Zentralbl Gynakol. 1998;120(11):555-8.
This is a case report of 46 xy gonadal dysgenesis (Swyer-syndrome) with bilateral androgen producing gonadoblastoma in streak gonads in a 15-year-old patient. The presenting features were: hypergonadotrophic hypogonadism, male pseudohermaphroditism and virilisation. A hypoplastic uterus with normal looking Fallopian tubes and bilateral adnexal tumors were detected through laparoscopy. A laparotomy was performed and the streak gonads with bilateral gonadoblastoma were removed. This led to a normalisation of serum testosterone and serum beta-HCG levels and an amelioration of signs of virilisation. Uterus and fallopian tubes were conserved during the operation. A second look laparoscopy 6 months later showed no evidence of recurrent tumor. No mutation were found in the sex-determining gene (SRY) on DNA-screening using SSCP assay.

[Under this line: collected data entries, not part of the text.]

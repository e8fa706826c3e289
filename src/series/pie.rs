use serde::{Deserialize, Serialize};

use crate::core::types::{DataPoint, PlotRect, ScreenPoint};
use crate::error::PlotResult;
use crate::model::DefaultStyles;
use crate::render::{Color, RenderContext, StrokeStyle, TextHAlign, TextStyle, TextVAlign};

use super::{AxisBinding, DataExtents, Series, SeriesAxes, TrackerHitResult, ValueDomain};

/// One pie slice; negative and NaN values are drawn as empty slices.
#[derive(Debug, Clone, PartialEq, Serialize, Deserialize)]
pub struct PieSlice {
    pub label: String,
    pub value: f64,
    pub fill: Option<Color>,
    pub is_exploded: bool,
}

impl PieSlice {
    #[must_use]
    pub fn new(label: impl Into<String>, value: f64) -> Self {
        Self {
            label: label.into(),
            value,
            fill: None,
            is_exploded: false,
        }
    }

    #[must_use]
    pub fn with_fill(mut self, fill: Color) -> Self {
        self.fill = Some(fill);
        self
    }

    #[must_use]
    pub fn exploded(mut self) -> Self {
        self.is_exploded = true;
        self
    }

    fn weight(&self) -> f64 {
        if self.value.is_finite() && self.value > 0.0 {
            self.value
        } else {
            0.0
        }
    }
}

/// Angular span of one slice in screen degrees, clockwise from the x-axis.
#[derive(Debug, Clone, Copy, PartialEq)]
struct SliceSpan {
    start: f64,
    sweep: f64,
}

/// Pie or donut chart laid out in the plot area; it binds no axes.
#[derive(Debug, Clone)]
pub struct PieSeries {
    pub title: Option<String>,
    pub is_visible: bool,
    /// Angle of the first slice edge in degrees, clockwise on screen.
    pub start_angle: f64,
    pub angle_span: f64,
    /// Diameter relative to the smaller side of the plot area.
    pub diameter: f64,
    /// Hole diameter relative to the smaller side; zero draws a full pie.
    pub inner_diameter: f64,
    /// Radial offset of exploded slices relative to the radius.
    pub explode_distance: f64,
    pub stroke: Color,
    pub stroke_thickness: f64,
    /// Arc resolution in degrees.
    pub angle_increment: f64,
    pub are_inside_labels_visible: bool,
    /// Label position relative to the ring, 0 at the inner edge and 1 at the
    /// outer edge.
    pub inside_label_position: f64,
    pub font_size: f64,
    pub text_color: Color,
    slices: Vec<PieSlice>,
    actual_fills: Vec<Color>,
    total: f64,
}

impl Default for PieSeries {
    fn default() -> Self {
        Self::new()
    }
}

impl PieSeries {
    #[must_use]
    pub fn new() -> Self {
        Self {
            title: None,
            is_visible: true,
            start_angle: 0.0,
            angle_span: 360.0,
            diameter: 1.0,
            inner_diameter: 0.0,
            explode_distance: 0.1,
            stroke: Color::WHITE,
            stroke_thickness: 1.0,
            angle_increment: 1.0,
            are_inside_labels_visible: true,
            inside_label_position: 0.5,
            font_size: 12.0,
            text_color: Color::BLACK,
            slices: Vec::new(),
            actual_fills: Vec::new(),
            total: 0.0,
        }
    }

    #[must_use]
    pub fn with_title(mut self, title: impl Into<String>) -> Self {
        self.title = Some(title.into());
        self
    }

    #[must_use]
    pub fn with_slices(mut self, slices: impl IntoIterator<Item = PieSlice>) -> Self {
        self.slices = slices.into_iter().collect();
        self
    }

    #[must_use]
    pub fn with_inner_diameter(mut self, inner_diameter: f64) -> Self {
        self.inner_diameter = inner_diameter;
        self
    }

    #[must_use]
    pub fn with_angles(mut self, start_angle: f64, angle_span: f64) -> Self {
        self.start_angle = start_angle;
        self.angle_span = angle_span;
        self
    }

    #[must_use]
    pub fn slices(&self) -> &[PieSlice] {
        &self.slices
    }

    /// Fill assigned to slice `index` by the last default-style pass.
    #[must_use]
    pub fn slice_fill(&self, index: usize) -> Option<Color> {
        self.actual_fills.get(index).copied()
    }

    fn spans(&self) -> Vec<SliceSpan> {
        let mut angle = self.start_angle;
        self.slices
            .iter()
            .map(|slice| {
                let sweep = if self.total > 0.0 {
                    slice.weight() / self.total * self.angle_span
                } else {
                    0.0
                };
                let span = SliceSpan {
                    start: angle,
                    sweep,
                };
                angle += sweep;
                span
            })
            .collect()
    }

    fn radii(&self, area: PlotRect) -> (f64, f64) {
        let side = area.width.min(area.height);
        let outer = side * 0.5 * self.diameter / (1.0 + self.explode_distance);
        let inner = side * 0.5 * self.inner_diameter.clamp(0.0, self.diameter)
            / (1.0 + self.explode_distance);
        (outer, inner)
    }

    fn slice_center(&self, slice: &PieSlice, span: SliceSpan, center: ScreenPoint, outer: f64) -> ScreenPoint {
        if !slice.is_exploded {
            return center;
        }
        let mid = (span.start + span.sweep * 0.5).to_radians();
        let offset = outer * self.explode_distance;
        ScreenPoint::new(center.x + offset * mid.cos(), center.y + offset * mid.sin())
    }

    fn arc_points(&self, center: ScreenPoint, radius: f64, span: SliceSpan, reverse: bool) -> Vec<ScreenPoint> {
        let increment = if self.angle_increment > 0.0 { self.angle_increment } else { 1.0 };
        let steps = ((span.sweep.abs() / increment).ceil() as usize).max(1);
        let point_at = |step: usize| {
            let angle = (span.start + span.sweep * step as f64 / steps as f64).to_radians();
            ScreenPoint::new(center.x + radius * angle.cos(), center.y + radius * angle.sin())
        };
        if reverse {
            (0..=steps).rev().map(point_at).collect()
        } else {
            (0..=steps).map(point_at).collect()
        }
    }

    fn slice_polygon(&self, center: ScreenPoint, outer: f64, inner: f64, span: SliceSpan) -> Vec<ScreenPoint> {
        let mut points = self.arc_points(center, outer, span, false);
        if inner > 0.0 {
            points.extend(self.arc_points(center, inner, span, true));
        } else {
            points.push(center);
        }
        points
    }
}

/// Angle of `point` around `center` in screen degrees, in `[0, 360)`.
fn screen_angle(center: ScreenPoint, point: ScreenPoint) -> f64 {
    (point.y - center.y)
        .atan2(point.x - center.x)
        .to_degrees()
        .rem_euclid(360.0)
}

/// Whether `angle` lies within `span`, accounting for wrap-around.
fn span_contains(span: SliceSpan, angle: f64) -> bool {
    if span.sweep <= 0.0 {
        return false;
    }
    let relative = (angle - span.start).rem_euclid(360.0);
    relative <= span.sweep
}

impl Series for PieSeries {
    fn title(&self) -> Option<&str> {
        self.title.as_deref()
    }

    fn is_visible(&self) -> bool {
        self.is_visible
    }

    fn axis_binding(&self) -> AxisBinding {
        AxisBinding::default()
    }

    fn set_default_values(&mut self, styles: &mut DefaultStyles) {
        self.actual_fills = self
            .slices
            .iter()
            .map(|slice| slice.fill.unwrap_or_else(|| styles.next_color()))
            .collect();
    }

    fn update_max_min(&mut self, _domain: ValueDomain) {
        self.total = self.slices.iter().map(PieSlice::weight).sum();
    }

    fn extents(&self) -> DataExtents {
        DataExtents::default()
    }

    fn render(&self, ctx: &mut dyn RenderContext, axes: &SeriesAxes<'_>) -> PlotResult<()> {
        if self.total <= 0.0 || !axes.plot_area.is_valid() {
            return Ok(());
        }
        let center = axes.plot_area.center();
        let (outer, inner) = self.radii(axes.plot_area);
        let stroke = StrokeStyle::solid(self.stroke, self.stroke_thickness);
        let label_style = TextStyle::new(self.font_size, self.text_color)
            .aligned(TextHAlign::Center, TextVAlign::Middle);

        for (index, (slice, span)) in self.slices.iter().zip(self.spans()).enumerate() {
            if span.sweep <= 0.0 {
                continue;
            }
            let slice_center = self.slice_center(slice, span, center, outer);
            let fill = self
                .actual_fills
                .get(index)
                .copied()
                .or(slice.fill)
                .unwrap_or(Color::GRAY);
            ctx.draw_polygon(&self.slice_polygon(slice_center, outer, inner, span), fill, &stroke);

            if self.are_inside_labels_visible && !slice.label.is_empty() {
                let mid = (span.start + span.sweep * 0.5).to_radians();
                let radius = inner + (outer - inner) * self.inside_label_position;
                let anchor = ScreenPoint::new(
                    slice_center.x + radius * mid.cos(),
                    slice_center.y + radius * mid.sin(),
                );
                ctx.draw_text(anchor, &slice.label, &label_style);
            }
        }
        Ok(())
    }

    fn get_nearest_point(
        &self,
        point: ScreenPoint,
        _interpolate: bool,
        axes: &SeriesAxes<'_>,
    ) -> Option<TrackerHitResult> {
        if self.total <= 0.0 {
            return None;
        }
        let center = axes.plot_area.center();
        let (outer, inner) = self.radii(axes.plot_area);

        for (index, (slice, span)) in self.slices.iter().zip(self.spans()).enumerate() {
            let slice_center = self.slice_center(slice, span, center, outer);
            let distance = slice_center.distance_to(point);
            if distance < inner || distance > outer {
                continue;
            }
            if !span_contains(span, screen_angle(slice_center, point)) {
                continue;
            }
            let share = slice.weight() / self.total;
            let mut lines = Vec::with_capacity(3);
            if let Some(title) = &self.title {
                lines.push(title.clone());
            }
            lines.push(format!("{}: {}", slice.label, slice.value));
            lines.push(format!("{:.1}%", share * 100.0));
            return Some(TrackerHitResult {
                series_index: 0,
                series_title: self.title.clone(),
                data_point: DataPoint::new(index as f64, slice.value),
                position: point,
                index: index as f64,
                value: Some(slice.value),
                text: lines.join("\n"),
            });
        }
        None
    }
}

#[cfg(test)]
mod tests {
    use super::*;

    #[test]
    fn spans_wrap_past_full_turn() {
        let span = SliceSpan {
            start: 300.0,
            sweep: 90.0,
        };
        assert!(span_contains(span, 10.0));
        assert!(span_contains(span, 350.0));
        assert!(!span_contains(span, 40.0));
    }

    #[test]
    fn empty_slices_take_no_angle() {
        let mut series = PieSeries::new().with_slices([
            PieSlice::new("a", 1.0),
            PieSlice::new("b", f64::NAN),
            PieSlice::new("c", 3.0),
        ]);
        series.update_max_min(ValueDomain::default());
        let spans = series.spans();
        assert_eq!(spans[1].sweep, 0.0);
        assert!((spans[0].sweep - 90.0).abs() < 1e-9);
        assert!((spans[2].start - 90.0).abs() < 1e-9);
    }
}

这是一例关于一名15岁患者的46,XY性腺发育不全(斯维尔综合征)病例报告,其条索状性腺中存在双侧产生雄激素的性腺母细胞瘤。主要临床表现为:高促性腺激素性性腺功能减退、男性假两性畸形和男性化。通过腹腔镜检查发现子宫发育不全,输卵管外观正常,双侧附件区有肿瘤。随后进行了剖腹手术,切除了双侧性腺母细胞瘤的条索状性腺。这使得血清睾酮和血清β-人绒毛膜促性腺激素水平恢复正常,男性化体征得到改善。手术过程中保留了子宫和输卵管。6个月后再次进行腹腔镜检查,未发现肿瘤复发迹象。使用单链构象多态性分析(SSCP)法进行DNA筛查时,在性别决定基因(SRY)上未发现突变。